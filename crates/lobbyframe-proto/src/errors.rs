//! Error types for payload access and event-log encoding.

use thiserror::Error;

/// Result alias for protocol-level operations.
pub type Result<T> = std::result::Result<T, ProtocolError>;

/// Errors raised while encoding or decoding recorded event logs.
#[derive(Error, Debug, Clone, PartialEq, Eq)]
pub enum ProtocolError {
    /// Event name is not part of [`crate::EventKind`].
    #[error("unknown event kind: {0}")]
    UnknownKind(String),

    /// Log exceeds the maximum accepted size.
    #[error("event log too large: {size} bytes (max {max})")]
    LogTooLarge {
        /// Actual size in bytes
        size: usize,
        /// Maximum allowed size
        max: usize,
    },

    /// CBOR serialization failed.
    #[error("CBOR encoding failed: {0}")]
    CborEncode(String),

    /// CBOR deserialization failed.
    #[error("CBOR decoding failed: {0}")]
    CborDecode(String),

    /// CBOR value has no payload representation (e.g. byte strings).
    #[error("unsupported CBOR value: {0}")]
    UnsupportedValue(&'static str),

    /// Map key is not a text string.
    #[error("payload map keys must be text")]
    NonTextKey,

    /// Integer does not fit the CBOR integer range.
    #[error("integer out of CBOR range: {0}")]
    IntegerOutOfRange(i128),

    /// A record in the log does not have the `{type, data}` shape.
    #[error("malformed record {index}: {reason}")]
    MalformedRecord {
        /// Position of the record in the log
        index: usize,
        /// What was wrong with it
        reason: &'static str,
    },
}

/// Errors raised when a payload lacks a required field or has the wrong shape.
///
/// These are the "malformed payload" diagnostics: the event carrying the
/// payload is dropped as a whole.
#[derive(Error, Debug, Clone, PartialEq, Eq)]
pub enum PayloadError {
    /// Required field is absent (or explicitly null).
    #[error("missing field `{field}`")]
    MissingField {
        /// Field name
        field: &'static str,
    },

    /// Field is present but holds a different kind of value.
    #[error("field `{field}` should be {expected}")]
    WrongType {
        /// Field name
        field: &'static str,
        /// Human-readable expected type
        expected: &'static str,
    },

    /// Integer field does not fit the target type.
    #[error("field `{field}` out of range: {value}")]
    OutOfRange {
        /// Field name
        field: &'static str,
        /// Offending value
        value: i128,
    },

    /// Error inside one element of a list field.
    #[error("in `{field}[{index}]`: {source}")]
    InItem {
        /// List field name
        field: &'static str,
        /// Element index
        index: usize,
        /// Underlying error
        source: Box<PayloadError>,
    },
}

impl PayloadError {
    /// Wrap this error as occurring inside element `index` of list `field`.
    #[must_use]
    pub fn within(self, field: &'static str, index: usize) -> Self {
        Self::InItem { field, index, source: Box::new(self) }
    }

    /// Name of the outermost field involved.
    pub fn field(&self) -> &'static str {
        match self {
            Self::MissingField { field }
            | Self::WrongType { field, .. }
            | Self::OutOfRange { field, .. }
            | Self::InItem { field, .. } => field,
        }
    }
}

#[cfg(test)]
mod tests {
    use super::*;

    #[test]
    fn nested_error_names_outer_field() {
        let err = PayloadError::MissingField { field: "id" }.within("members", 2);
        assert_eq!(err.field(), "members");
        assert_eq!(err.to_string(), "in `members[2]`: missing field `id`");
    }
}
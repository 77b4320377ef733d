//! Dynamic payload values.
//!
//! The transport hands every event over as a map of string keys to values.
//! [`Payload`] wraps that map and offers typed accessors that report exactly
//! which field was missing or mistyped, so an event decoder can reject the
//! whole event before touching any state.
//!
//! Integers are held as `i128` so that every `u64` identifier the transport
//! produces round-trips without truncation.

use std::collections::{BTreeMap, btree_map};

use ciborium::value::{Integer, Value as CborValue};

use crate::errors::{PayloadError, ProtocolError};

/// A single payload value.
#[derive(Debug, Clone, PartialEq)]
pub enum Value {
    /// Explicit null. Treated like an absent field by the accessors.
    Null,
    /// Boolean.
    Bool(bool),
    /// Integer (wide enough for any `u64` or `i64`).
    Int(i128),
    /// Floating point number.
    Float(f64),
    /// UTF-8 text.
    Text(String),
    /// Ordered sequence.
    List(Vec<Value>),
    /// Nested string-keyed map.
    Map(Payload),
}

impl Value {
    /// Short name of the value's type, for diagnostics.
    pub fn type_name(&self) -> &'static str {
        match self {
            Self::Null => "null",
            Self::Bool(_) => "bool",
            Self::Int(_) => "int",
            Self::Float(_) => "float",
            Self::Text(_) => "text",
            Self::List(_) => "list",
            Self::Map(_) => "map",
        }
    }

    /// Text content, if this is a text value.
    pub fn as_str(&self) -> Option<&str> {
        match self {
            Self::Text(s) => Some(s),
            _ => None,
        }
    }

    /// Nested map, if this is a map value.
    pub fn as_payload(&self) -> Option<&Payload> {
        match self {
            Self::Map(p) => Some(p),
            _ => None,
        }
    }

    /// Whether this is [`Value::Null`].
    pub fn is_null(&self) -> bool {
        matches!(self, Self::Null)
    }
}

impl From<bool> for Value {
    fn from(v: bool) -> Self {
        Self::Bool(v)
    }
}

impl From<i64> for Value {
    fn from(v: i64) -> Self {
        Self::Int(i128::from(v))
    }
}

impl From<u64> for Value {
    fn from(v: u64) -> Self {
        Self::Int(i128::from(v))
    }
}

impl From<u32> for Value {
    fn from(v: u32) -> Self {
        Self::Int(i128::from(v))
    }
}

impl From<i32> for Value {
    fn from(v: i32) -> Self {
        Self::Int(i128::from(v))
    }
}

impl From<f64> for Value {
    fn from(v: f64) -> Self {
        Self::Float(v)
    }
}

impl From<&str> for Value {
    fn from(v: &str) -> Self {
        Self::Text(v.to_owned())
    }
}

impl From<String> for Value {
    fn from(v: String) -> Self {
        Self::Text(v)
    }
}

impl From<Payload> for Value {
    fn from(v: Payload) -> Self {
        Self::Map(v)
    }
}

impl<T: Into<Value>> From<Vec<T>> for Value {
    fn from(v: Vec<T>) -> Self {
        Self::List(v.into_iter().map(Into::into).collect())
    }
}

impl<T: Into<Value>> From<Option<T>> for Value {
    fn from(v: Option<T>) -> Self {
        v.map_or(Self::Null, Into::into)
    }
}

impl TryFrom<CborValue> for Value {
    type Error = ProtocolError;

    fn try_from(value: CborValue) -> Result<Self, Self::Error> {
        let converted = match value {
            CborValue::Null => Self::Null,
            CborValue::Bool(b) => Self::Bool(b),
            CborValue::Integer(i) => Self::Int(i128::from(i)),
            CborValue::Float(f) => Self::Float(f),
            CborValue::Text(s) => Self::Text(s),
            CborValue::Array(items) => {
                Self::List(items.into_iter().map(Self::try_from).collect::<Result<_, _>>()?)
            },
            CborValue::Map(entries) => Self::Map(Payload::try_from_cbor_entries(entries)?),
            // Tags carry no meaning for payloads, keep the tagged value.
            CborValue::Tag(_, inner) => Self::try_from(*inner)?,
            CborValue::Bytes(_) => return Err(ProtocolError::UnsupportedValue("byte string")),
            _ => return Err(ProtocolError::UnsupportedValue("unknown CBOR type")),
        };
        Ok(converted)
    }
}

impl TryFrom<&Value> for CborValue {
    type Error = ProtocolError;

    fn try_from(value: &Value) -> Result<Self, Self::Error> {
        let converted = match value {
            Value::Null => Self::Null,
            Value::Bool(b) => Self::Bool(*b),
            Value::Int(i) => Self::Integer(
                Integer::try_from(*i).map_err(|_| ProtocolError::IntegerOutOfRange(*i))?,
            ),
            Value::Float(f) => Self::Float(*f),
            Value::Text(s) => Self::Text(s.clone()),
            Value::List(items) => {
                Self::Array(items.iter().map(Self::try_from).collect::<Result<_, _>>()?)
            },
            Value::Map(payload) => Self::try_from(payload)?,
        };
        Ok(converted)
    }
}

/// String-keyed map of [`Value`]s carried by every event.
///
/// Accessors follow one convention: a `Null` value is the same as an absent
/// field. Required accessors fail with [`PayloadError::MissingField`], `opt_`
/// accessors return `Ok(None)`. A present value of the wrong type is always
/// an error, even for optional fields.
#[derive(Debug, Clone, Default, PartialEq)]
pub struct Payload {
    fields: BTreeMap<String, Value>,
}

impl Payload {
    /// Create an empty payload.
    pub fn new() -> Self {
        Self::default()
    }

    /// Builder-style insert.
    #[must_use]
    pub fn with(mut self, key: impl Into<String>, value: impl Into<Value>) -> Self {
        self.insert(key, value);
        self
    }

    /// Insert or replace a field.
    pub fn insert(&mut self, key: impl Into<String>, value: impl Into<Value>) {
        self.fields.insert(key.into(), value.into());
    }

    /// Raw field value. Null values are returned as-is.
    pub fn get(&self, key: &str) -> Option<&Value> {
        self.fields.get(key)
    }

    /// Number of fields.
    pub fn len(&self) -> usize {
        self.fields.len()
    }

    /// Whether the payload has no fields.
    pub fn is_empty(&self) -> bool {
        self.fields.is_empty()
    }

    /// Iterate fields in key order.
    pub fn iter(&self) -> btree_map::Iter<'_, String, Value> {
        self.fields.iter()
    }

    fn present(&self, field: &'static str) -> Option<&Value> {
        self.fields.get(field).filter(|v| !v.is_null())
    }

    fn required(&self, field: &'static str) -> Result<&Value, PayloadError> {
        self.present(field).ok_or(PayloadError::MissingField { field })
    }

    /// Required text field.
    pub fn str(&self, field: &'static str) -> Result<&str, PayloadError> {
        let value = self.required(field)?;
        value.as_str().ok_or(PayloadError::WrongType { field, expected: "text" })
    }

    /// Optional text field.
    pub fn opt_str(&self, field: &'static str) -> Result<Option<&str>, PayloadError> {
        self.present(field)
            .map(|v| v.as_str().ok_or(PayloadError::WrongType { field, expected: "text" }))
            .transpose()
    }

    /// Required non-negative integer field.
    pub fn u64(&self, field: &'static str) -> Result<u64, PayloadError> {
        to_u64(field, self.required(field)?)
    }

    /// Optional non-negative integer field.
    pub fn opt_u64(&self, field: &'static str) -> Result<Option<u64>, PayloadError> {
        self.present(field).map(|v| to_u64(field, v)).transpose()
    }

    /// Required 32-bit non-negative integer field.
    pub fn u32(&self, field: &'static str) -> Result<u32, PayloadError> {
        narrow_u32(field, self.u64(field)?)
    }

    /// Optional 32-bit non-negative integer field.
    pub fn opt_u32(&self, field: &'static str) -> Result<Option<u32>, PayloadError> {
        self.opt_u64(field)?.map(|v| narrow_u32(field, v)).transpose()
    }

    /// Optional signed integer field.
    pub fn opt_i64(&self, field: &'static str) -> Result<Option<i64>, PayloadError> {
        self.present(field)
            .map(|v| match v {
                Value::Int(i) => {
                    i64::try_from(*i).map_err(|_| PayloadError::OutOfRange { field, value: *i })
                },
                _ => Err(PayloadError::WrongType { field, expected: "int" }),
            })
            .transpose()
    }

    /// Required boolean field.
    pub fn bool(&self, field: &'static str) -> Result<bool, PayloadError> {
        match self.required(field)? {
            Value::Bool(b) => Ok(*b),
            _ => Err(PayloadError::WrongType { field, expected: "bool" }),
        }
    }

    /// Optional boolean field.
    pub fn opt_bool(&self, field: &'static str) -> Result<Option<bool>, PayloadError> {
        if self.present(field).is_none() {
            return Ok(None);
        }
        self.bool(field).map(Some)
    }

    /// Optional numeric field as `f64`. Integers are accepted.
    pub fn opt_f64(&self, field: &'static str) -> Result<Option<f64>, PayloadError> {
        self.present(field)
            .map(|v| match v {
                Value::Float(f) => Ok(*f),
                Value::Int(i) => Ok(*i as f64),
                _ => Err(PayloadError::WrongType { field, expected: "number" }),
            })
            .transpose()
    }

    /// Required list field.
    pub fn list(&self, field: &'static str) -> Result<&[Value], PayloadError> {
        match self.required(field)? {
            Value::List(items) => Ok(items),
            _ => Err(PayloadError::WrongType { field, expected: "list" }),
        }
    }

    /// Optional list field, returned empty when absent.
    pub fn list_or_empty(&self, field: &'static str) -> Result<&[Value], PayloadError> {
        if self.present(field).is_none() {
            return Ok(&[]);
        }
        self.list(field)
    }

    /// Optional nested map field.
    pub fn opt_map(&self, field: &'static str) -> Result<Option<&Payload>, PayloadError> {
        self.present(field)
            .map(|v| v.as_payload().ok_or(PayloadError::WrongType { field, expected: "map" }))
            .transpose()
    }

    /// Required list field whose elements are all maps.
    pub fn maps(&self, field: &'static str) -> Result<Vec<&Payload>, PayloadError> {
        self.list(field)?
            .iter()
            .enumerate()
            .map(|(index, item)| {
                item.as_payload().ok_or_else(|| {
                    PayloadError::WrongType { field, expected: "map" }.within(field, index)
                })
            })
            .collect()
    }

    fn try_from_cbor_entries(entries: Vec<(CborValue, CborValue)>) -> Result<Self, ProtocolError> {
        let mut fields = BTreeMap::new();
        for (key, value) in entries {
            let CborValue::Text(key) = key else {
                return Err(ProtocolError::NonTextKey);
            };
            fields.insert(key, Value::try_from(value)?);
        }
        Ok(Self { fields })
    }
}

impl TryFrom<&Payload> for CborValue {
    type Error = ProtocolError;

    fn try_from(payload: &Payload) -> Result<Self, Self::Error> {
        let entries = payload
            .iter()
            .map(|(k, v)| Ok((Self::Text(k.clone()), Self::try_from(v)?)))
            .collect::<Result<Vec<_>, ProtocolError>>()?;
        Ok(Self::Map(entries))
    }
}

impl TryFrom<CborValue> for Payload {
    type Error = ProtocolError;

    fn try_from(value: CborValue) -> Result<Self, Self::Error> {
        match value {
            CborValue::Map(entries) => Self::try_from_cbor_entries(entries),
            CborValue::Null => Ok(Self::new()),
            _ => Err(ProtocolError::UnsupportedValue("payload must be a map")),
        }
    }
}

impl<K: Into<String>, V: Into<Value>> FromIterator<(K, V)> for Payload {
    fn from_iter<T: IntoIterator<Item = (K, V)>>(iter: T) -> Self {
        Self { fields: iter.into_iter().map(|(k, v)| (k.into(), v.into())).collect() }
    }
}

impl<'a> IntoIterator for &'a Payload {
    type IntoIter = btree_map::Iter<'a, String, Value>;
    type Item = (&'a String, &'a Value);

    fn into_iter(self) -> Self::IntoIter {
        self.iter()
    }
}

fn to_u64(field: &'static str, value: &Value) -> Result<u64, PayloadError> {
    match value {
        Value::Int(i) => u64::try_from(*i).map_err(|_| PayloadError::OutOfRange { field, value: *i }),
        _ => Err(PayloadError::WrongType { field, expected: "non-negative int" }),
    }
}

fn narrow_u32(field: &'static str, value: u64) -> Result<u32, PayloadError> {
    u32::try_from(value)
        .map_err(|_| PayloadError::OutOfRange { field, value: i128::from(value) })
}

#[cfg(test)]
mod tests {
    use super::*;

    #[test]
    fn null_counts_as_absent() {
        let payload = Payload::new().with("name", Value::Null);
        assert_eq!(payload.str("name"), Err(PayloadError::MissingField { field: "name" }));
        assert_eq!(payload.opt_str("name"), Ok(None));
    }

    #[test]
    fn wrong_type_is_reported_for_optional_fields() {
        let payload = Payload::new().with("max_players", "eight");
        assert_eq!(
            payload.opt_u32("max_players"),
            Err(PayloadError::WrongType { field: "max_players", expected: "non-negative int" })
        );
    }

    #[test]
    fn negative_ids_are_out_of_range() {
        let payload = Payload::new().with("id", -1i64);
        assert_eq!(payload.u64("id"), Err(PayloadError::OutOfRange { field: "id", value: -1 }));
    }

    #[test]
    fn u64_ids_survive_unchanged() {
        let payload = Payload::new().with("id", u64::MAX);
        assert_eq!(payload.u64("id"), Ok(u64::MAX));
    }

    #[test]
    fn u32_rejects_overflow() {
        let payload = Payload::new().with("max_players", u64::from(u32::MAX) + 1);
        assert!(matches!(payload.u32("max_players"), Err(PayloadError::OutOfRange { .. })));
    }

    #[test]
    fn float_accessor_accepts_ints() {
        let payload = Payload::new().with("percentage", 50u32);
        assert_eq!(payload.opt_f64("percentage"), Ok(Some(50.0)));
    }

    #[test]
    fn maps_reports_the_bad_index() {
        let payload = Payload::new().with(
            "lobbies",
            Value::List(vec![Value::Map(Payload::new().with("id", 1u64)), Value::from("oops")]),
        );
        let err = payload.maps("lobbies").unwrap_err();
        assert!(matches!(err, PayloadError::InItem { field: "lobbies", index: 1, .. }));
    }

    #[test]
    fn cbor_conversion_rejects_byte_strings() {
        let cbor = CborValue::Map(vec![(
            CborValue::Text("blob".into()),
            CborValue::Bytes(vec![1, 2, 3]),
        )]);
        assert!(matches!(
            Payload::try_from(cbor),
            Err(ProtocolError::UnsupportedValue("byte string"))
        ));
    }

    #[test]
    fn cbor_conversion_rejects_integer_keys() {
        let cbor = CborValue::Map(vec![(CborValue::Integer(7.into()), CborValue::Bool(true))]);
        assert_eq!(Payload::try_from(cbor), Err(ProtocolError::NonTextKey));
    }
}
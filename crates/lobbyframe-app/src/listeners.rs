//! Closure listeners keyed by event kind.

use std::collections::BTreeMap;

use lobbyframe_core::ClientState;
use lobbyframe_proto::{EventKind, Payload};

/// Callback run after an event of its kind is applied.
///
/// Receives the event payload and the state after the change. Bound arguments
/// are whatever the closure captures.
pub(crate) type Listener<I> = Box<dyn FnMut(&Payload, &ClientState<I>)>;

/// Handle returned by [`crate::Runtime::on`], used to unregister.
#[derive(Debug, Clone, Copy, PartialEq, Eq, Hash, PartialOrd, Ord)]
pub struct ListenerId(u64);

pub(crate) struct Listeners<I> {
    by_kind: BTreeMap<EventKind, Vec<(ListenerId, Listener<I>)>>,
    next_id: u64,
}

impl<I> Listeners<I> {
    pub(crate) fn new() -> Self {
        Self { by_kind: BTreeMap::new(), next_id: 0 }
    }

    pub(crate) fn add(&mut self, kind: EventKind, listener: Listener<I>) -> ListenerId {
        let id = ListenerId(self.next_id);
        self.next_id += 1;
        self.by_kind.entry(kind).or_default().push((id, listener));
        id
    }

    pub(crate) fn remove(&mut self, id: ListenerId) -> bool {
        for listeners in self.by_kind.values_mut() {
            if let Some(index) = listeners.iter().position(|(existing, _)| *existing == id) {
                drop(listeners.remove(index));
                return true;
            }
        }
        false
    }

    /// Run every listener for `kind`, in registration order.
    pub(crate) fn notify(&mut self, kind: EventKind, payload: &Payload, state: &ClientState<I>) {
        if let Some(listeners) = self.by_kind.get_mut(&kind) {
            for (_, listener) in listeners {
                listener(payload, state);
            }
        }
    }

    pub(crate) fn len(&self) -> usize {
        self.by_kind.values().map(Vec::len).sum()
    }
}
# # # # #
_PROBLEM TO SOLVE_. Among the lines above, find those with the word "inside" and list them.

_OUTPUT BELOW_.
    /// Error inside one element of a list field.
    /// Wrap this error as occurring inside element `index` of list `field`.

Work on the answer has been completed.